Колокольчики Достоевского. Записки сумасшедшего литературоведа (страница 3)

Страница 3

Не могу не отметить тираж: 200 тысяч. Это “Рукописных редакций”!.. Так вся первая половина собрания этим тиражом выходила (относительно скромным по тем временам (год 1973-й)), потом тираж несколько сократился (кажется, на рукописных редакциях романа “Подросток”), можете сами проследить по выходным данным, но уверяю Вас, он того же порядка… При том что продавалось всё это в специальных отделах книжных магазинов только при предъявлении абонемента – издание-то подписное!.. А что Вы хотите? – книжный бум, страна литературоцентричная, самая читающая в мире!.. Знаете, с чем у меня “300 спартанцев” ассоциируются? Да уж конечно, не с Голливудом… Спустя почти полвека после того первого полного Пушкинский Дом берется за второе – с дополнениями, исправлениями и тому подобным, – аналогичный седьмой том на этот раз выходит тиражом 300 (триста) экземпляров. По мне, каждый экземпляр рукописных редакций романа “Преступление и наказание” в прочных латах примечаний и комментариев это стойкий боец в Фермопильском ущелье. Не меньше!

А наш седьмой том, один из тех двухсот тысяч, мой брат-близнец залил кофе – долго ему простить не мог этого.

Ну так вот, первую черновую редакцию публикаторы назвали “краткой”.

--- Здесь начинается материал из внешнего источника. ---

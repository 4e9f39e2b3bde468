//! Swift pretty-printer (spec.md §4.9): a thin, mostly mechanical walk
//! over [`Declaration`]/[`Expression`] that owns indentation, trailing
//! commas and doc-comment folding. It does not attempt to be a second
//! code generator — anything the translators didn't bother modeling
//! structurally arrives pre-rendered as [`Expression::Raw`] and is
//! emitted verbatim at the writer's current indent.

use crate::ir::{
    Access, CallArgument, Declaration, DeclarationKind, EnumCaseKind, Expression, FunctionDecl, FunctionParameter,
    StructDecl, VariableKind,
};

const INDENT_UNIT: &str = "    ";

struct Writer {
    out: String,
    depth: usize,
}

impl Writer {
    fn new() -> Self {
        Self {
            out: String::new(),
            depth: 0,
        }
    }

    fn line(&mut self, text: impl AsRef<str>) {
        let text = text.as_ref();
        if text.is_empty() {
            self.out.push('\n');
            return;
        }
        for _ in 0..self.depth {
            self.out.push_str(INDENT_UNIT);
        }
        self.out.push_str(text);
        self.out.push('\n');
    }

    /// Emit `block`, a possibly multi-line string, at the current depth.
    /// Internal relative indentation already baked into `block` (e.g. the
    /// body of a `switch` inside a function body) is preserved as-is.
    fn raw(&mut self, block: &str) {
        for line in block.split('\n') {
            self.line(line);
        }
    }
}

/// Render a complete output file: an optional import block followed by
/// the given top-level declarations, separated by a single blank line.
pub fn render_file(imports: &[String], declarations: &[Declaration]) -> String {
    let mut writer = Writer::new();
    for module in imports {
        writer.line(format!("import {module}"));
    }
    if !imports.is_empty() {
        writer.line("");
    }
    for (i, decl) in declarations.iter().enumerate() {
        if i > 0 {
            writer.line("");
        }
        render_declaration(&mut writer, decl);
    }
    writer.out
}

fn render_declaration(writer: &mut Writer, decl: &Declaration) {
    for doc_line in &decl.doc.lines {
        writer.line(format!("/// {doc_line}"));
    }
    if decl.deprecated {
        writer.line("@available(*, deprecated)");
    }
    match &decl.kind {
        DeclarationKind::Struct(s) => render_struct(writer, s),
        DeclarationKind::Enum(e) => render_enum(writer, e),
        DeclarationKind::TypeAlias(t) => {
            writer.line(format!("{}typealias {} = {}", t.access.keyword(), t.name, t.target.swift_type()));
        }
        DeclarationKind::Protocol(p) => render_protocol(writer, p),
        DeclarationKind::Extension(ext) => render_extension(writer, ext),
        DeclarationKind::Function(f) => render_function(writer, f),
        DeclarationKind::Variable(v) => {
            let keyword = match v.kind {
                VariableKind::Let => "let",
                VariableKind::Var => "var",
            };
            let prefix = if v.is_static { "static " } else { "" };
            let type_annotation = v.usage.as_ref().map(|u| format!(": {}", u.swift_type())).unwrap_or_default();
            let initializer = v
                .initializer
                .as_ref()
                .map(|expr| format!(" = {}", render_expression(expr)))
                .unwrap_or_default();
            writer.line(format!(
                "{}{}{} {}{}{}",
                v.access.keyword(),
                prefix,
                keyword,
                v.name,
                type_annotation,
                initializer
            ));
        }
    }
}

fn render_struct(writer: &mut Writer, s: &StructDecl) {
    let header = conformance_header(format!("{}struct {}", s.access.keyword(), s.name), &s.conformances);
    writer.line(format!("{header} {{"));
    writer.depth += 1;
    render_members(writer, &s.members);
    writer.depth -= 1;
    writer.line("}");
}

fn render_enum(writer: &mut Writer, e: &crate::ir::EnumDecl) {
    let keyword = if e.indirect { "indirect enum" } else { "enum" };
    let header = conformance_header(format!("{}{} {}", e.access.keyword(), keyword, e.name), &e.conformances);
    writer.line(format!("{header} {{"));
    writer.depth += 1;
    let raw_value_is_int = e.conformances.iter().any(|c| c == "Swift.Int");
    for case in &e.cases {
        match &case.kind {
            EnumCaseKind::Empty => writer.line(format!("case {}", case.name)),
            EnumCaseKind::RawValue(value) => {
                if raw_value_is_int {
                    writer.line(format!("case {} = {}", case.name, value));
                } else {
                    writer.line(format!("case {} = \"{}\"", case.name, value));
                }
            }
            EnumCaseKind::AssociatedValue(values) => {
                let payload = values
                    .iter()
                    .map(|v| match &v.label {
                        Some(label) => format!("{label}: {}", v.usage.swift_type()),
                        None => v.usage.swift_type(),
                    })
                    .collect::<Vec<_>>()
                    .join(", ");
                writer.line(format!("case {}({payload})", case.name));
            }
        }
    }
    if !e.cases.is_empty() && !e.members.is_empty() {
        writer.line("");
    }
    render_members(writer, &e.members);
    writer.depth -= 1;
    writer.line("}");
}

fn render_protocol(writer: &mut Writer, p: &crate::ir::ProtocolDecl) {
    let header = conformance_header(format!("{}protocol {}", p.access.keyword(), p.name), &p.inherits);
    writer.line(format!("{header} {{"));
    writer.depth += 1;
    for (i, requirement) in p.requirements.iter().enumerate() {
        if i > 0 {
            writer.line("");
        }
        render_requirement(writer, requirement);
    }
    writer.depth -= 1;
    writer.line("}");
}

/// A protocol requirement has no body — just the signature, unlike a
/// concrete declaration of the same [`DeclarationKind::Function`] shape.
fn render_requirement(writer: &mut Writer, decl: &Declaration) {
    for doc_line in &decl.doc.lines {
        writer.line(format!("/// {doc_line}"));
    }
    match &decl.kind {
        DeclarationKind::Function(f) => writer.line(function_signature(f)),
        _ => render_declaration(writer, decl),
    }
}

fn function_signature(f: &FunctionDecl) -> String {
    let params = f.parameters.iter().map(render_parameter).collect::<Vec<_>>().join(", ");
    let mut signature = format!("{}{}func {}({params})", f.access.keyword(), static_prefix(f.is_static), f.name);
    if f.is_async {
        signature.push_str(" async");
    }
    if f.is_throwing {
        signature.push_str(" throws");
    }
    if let Some(return_type) = &f.return_type {
        signature.push_str(" -> ");
        signature.push_str(&return_type.swift_type());
    }
    signature
}

fn render_extension(writer: &mut Writer, ext: &crate::ir::ExtensionDecl) {
    let header = conformance_header(format!("extension {}", ext.extended_type), &ext.conformances);
    writer.line(format!("{header} {{"));
    writer.depth += 1;
    render_members(writer, &ext.members);
    writer.depth -= 1;
    writer.line("}");
}

fn render_function(writer: &mut Writer, f: &FunctionDecl) {
    let signature = function_signature(f);
    writer.line(format!("{signature} {{"));
    writer.depth += 1;
    for statement in &f.body {
        match statement {
            Expression::Raw(text) => writer.raw(text),
            other => writer.line(render_expression(other)),
        }
    }
    writer.depth -= 1;
    writer.line("}");
}

fn static_prefix(is_static: bool) -> &'static str {
    if is_static {
        "static "
    } else {
        ""
    }
}

fn render_parameter(param: &FunctionParameter) -> String {
    let head = match &param.label {
        Some(label) if label != &param.name => format!("{label} {}", param.name),
        _ => param.name.clone(),
    };
    let mut rendered = format!("{head}: {}", param.usage.swift_type());
    if let Some(default) = &param.default {
        rendered.push_str(" = ");
        rendered.push_str(&render_expression(default));
    }
    rendered
}

fn render_members(writer: &mut Writer, members: &[Declaration]) {
    for (i, member) in members.iter().enumerate() {
        if i > 0 {
            writer.line("");
        }
        render_declaration(writer, member);
    }
}

fn render_expression(expr: &Expression) -> String {
    match expr {
        Expression::Identifier(name) => name.clone(),
        Expression::StringLiteral(value) => format!("\"{}\"", escape_string_literal(value)),
        Expression::MemberAccess { base, member } => format!("{}.{member}", render_expression(base)),
        Expression::FunctionCall { callee, arguments } => {
            let args = arguments
                .iter()
                .map(render_call_argument)
                .collect::<Vec<_>>()
                .join(", ");
            format!("{}({args})", render_expression(callee))
        }
        Expression::Raw(text) => text.clone(),
    }
}

fn render_call_argument(arg: &CallArgument) -> String {
    match &arg.label {
        Some(label) => format!("{label}: {}", render_expression(&arg.value)),
        None => render_expression(&arg.value),
    }
}

fn escape_string_literal(value: &str) -> String {
    value.replace('\\', "\\\\").replace('"', "\\\"")
}

/// `header: Conformance, Conformance { ... }`, omitting the colon entirely
/// when there's nothing to conform to / inherit from.
fn conformance_header(header: String, conformances: &[String]) -> String {
    if conformances.is_empty() {
        header
    } else {
        format!("{header}: {}", conformances.join(", "))
    }
}

#[cfg(test)]
mod tests {
    use super::*;
    use crate::document::{TypeName, TypeUsage};
    use crate::ir::{Access, DeclarationKind, EnumCase, EnumDecl, StructDecl, VariableDecl};

    fn usage(name: &str) -> TypeUsage {
        TypeUsage::required(TypeName::new(format!("#/{name}"), vec![name.to_string()]))
    }

    #[test]
    fn renders_struct_with_conformances_and_fields() {
        let decl = Declaration::new(DeclarationKind::Struct(StructDecl {
            access: Access::Public,
            name: "Pet".to_string(),
            conformances: vec!["Swift.Codable".to_string()],
            members: vec![Declaration::new(DeclarationKind::Variable(VariableDecl {
                access: Access::Public,
                kind: VariableKind::Let,
                is_static: false,
                name: "name".to_string(),
                usage: Some(usage("Swift.String")),
                initializer: None,
            }))],
        }));
        let rendered = render_file(&[], &[decl]);
        assert_eq!(rendered, "public struct Pet: Swift.Codable {\n    public let name: Swift.String\n}\n");
    }

    #[test]
    fn renders_string_raw_value_enum_case_quoted() {
        let decl = Declaration::new(DeclarationKind::Enum(EnumDecl {
            access: Access::Public,
            name: "Status".to_string(),
            indirect: false,
            conformances: vec!["Swift.String".to_string()],
            cases: vec![EnumCase {
                name: "active".to_string(),
                kind: EnumCaseKind::RawValue("active".to_string()),
            }],
            members: Vec::new(),
        }));
        let rendered = render_file(&[], &[decl]);
        assert!(rendered.contains("case active = \"active\""));
    }

    #[test]
    fn renders_int_raw_value_enum_case_unquoted() {
        let decl = Declaration::new(DeclarationKind::Enum(EnumDecl {
            access: Access::Public,
            name: "Code".to_string(),
            indirect: false,
            conformances: vec!["Swift.Int".to_string()],
            cases: vec![EnumCase {
                name: "_404".to_string(),
                kind: EnumCaseKind::RawValue("404".to_string()),
            }],
            members: Vec::new(),
        }));
        let rendered = render_file(&[], &[decl]);
        assert!(rendered.contains("case _404 = 404"));
        assert!(!rendered.contains("\"404\""));
    }

    #[test]
    fn renders_imports_before_declarations_with_blank_line() {
        let decl = Declaration::new(DeclarationKind::TypeAlias(crate::ir::TypeAliasDecl {
            access: Access::Public,
            name: "ID".to_string(),
            target: usage("Swift.String"),
        }));
        let rendered = render_file(&["Foundation".to_string()], &[decl]);
        assert_eq!(rendered, "import Foundation\n\npublic typealias ID = Swift.String\n");
    }

    #[test]
    fn raw_expression_body_preserves_embedded_newlines_and_indent() {
        let decl = Declaration::new(DeclarationKind::Function(FunctionDecl {
            access: Access::Public,
            name: "encode".to_string(),
            is_static: false,
            is_async: false,
            is_throwing: true,
            parameters: Vec::new(),
            return_type: None,
            body: vec![Expression::Raw("let x = 1\nlet y = 2".to_string())],
        }));
        let rendered = render_file(&[], &[decl]);
        assert_eq!(rendered, "public func encode() throws {\n    let x = 1\n    let y = 2\n}\n");
    }

    #[test]
    fn renders_labeled_function_parameter() {
        let param = FunctionParameter {
            label: Some("from".to_string()),
            name: "decoder".to_string(),
            usage: usage("Swift.Decoder"),
            default: None,
        };
        assert_eq!(render_parameter(&param), "from decoder: Swift.Decoder");
    }

    #[test]
    fn protocol_requirement_renders_signature_without_braces() {
        let decl = Declaration::new(DeclarationKind::Protocol(crate::ir::ProtocolDecl {
            access: Access::Public,
            name: "APIProtocol".to_string(),
            inherits: vec!["Swift.Sendable".to_string()],
            requirements: vec![Declaration::new(DeclarationKind::Function(FunctionDecl {
                access: Access::Public,
                name: "getGreeting".to_string(),
                is_static: false,
                is_async: true,
                is_throwing: true,
                parameters: Vec::new(),
                return_type: Some(usage("Output")),
                body: Vec::new(),
            }))],
        }));
        let rendered = render_file(&[], &[decl]);
        assert!(rendered.contains("public func getGreeting() async throws -> Output\n"));
        assert!(!rendered.contains("getGreeting() async throws -> Output {"));
    }

    #[test]
    fn escapes_quotes_and_backslashes_in_string_literals() {
        let escaped = escape_string_literal(r#"say "hi" \ ok"#);
        assert_eq!(escaped, r#"say \"hi\" \\ ok"#);
    }
}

Краткая она, конечно, краткая, но с учетом того, что начало потеряно, связанного последовательного повествования листов пять было, в принципе, небольшой такой современный роман. У Достоевского – “повесть”.

Обрывается на незаконченной фразе. (Почему – я Вам еще расскажу; я-то знаю…) И нет начала, как я сказал. Но по правде, не жалко.

Текст сыроват. Прямо скажем. Ну так на то он и черновой.

Я бы не позволил себе дерзость давать здесь оценку, но это касается напрямую заданной темы: классиком допускается стратегический промах, и он грозит творческой неудачей. Повествование ведется от первого лица.

Убийца рассказывает о себе, причем в письменной форме. Это дневник.

Убил. Через пять дней – в горячечном стиле – описывает свое состояние после убийства; главный мотив – забытье и объяснение себе самому, почему не записал сразу. А что – должен был записать?

Еще через день – по избавлению от лихорадки – он приступает к весьма методичному изложению событий этих дней, и знаете, в нем пробуждается беллетрист!

Ну вот навскидку.

“Лавиза Ивановна уторопленно, и с любезностью, и с достоинством, и приседая дошла до дверей. Но в дверях наскочила сзади на видного офицера с открытым свежим лицом и с превосходными смоляными бакенами…”

Ну и при чем тут повадки какой-то Лавизы Ивановны и достоинства бакенбард офицера, если собрался говорить о главном?

Зачем он создает этот текст? Зачем он пишет? И зачем он пишет так, словно заботится о читателе? У него нет и не может быть читателя, кроме него самого. Может, он намерен доказать самому себе, что он способен владеть пером? Способен замечать детали, призванные оставлять впечатление достоверности, изображать долгий диалог, снабжая прямую речь обстоятельными ремарками?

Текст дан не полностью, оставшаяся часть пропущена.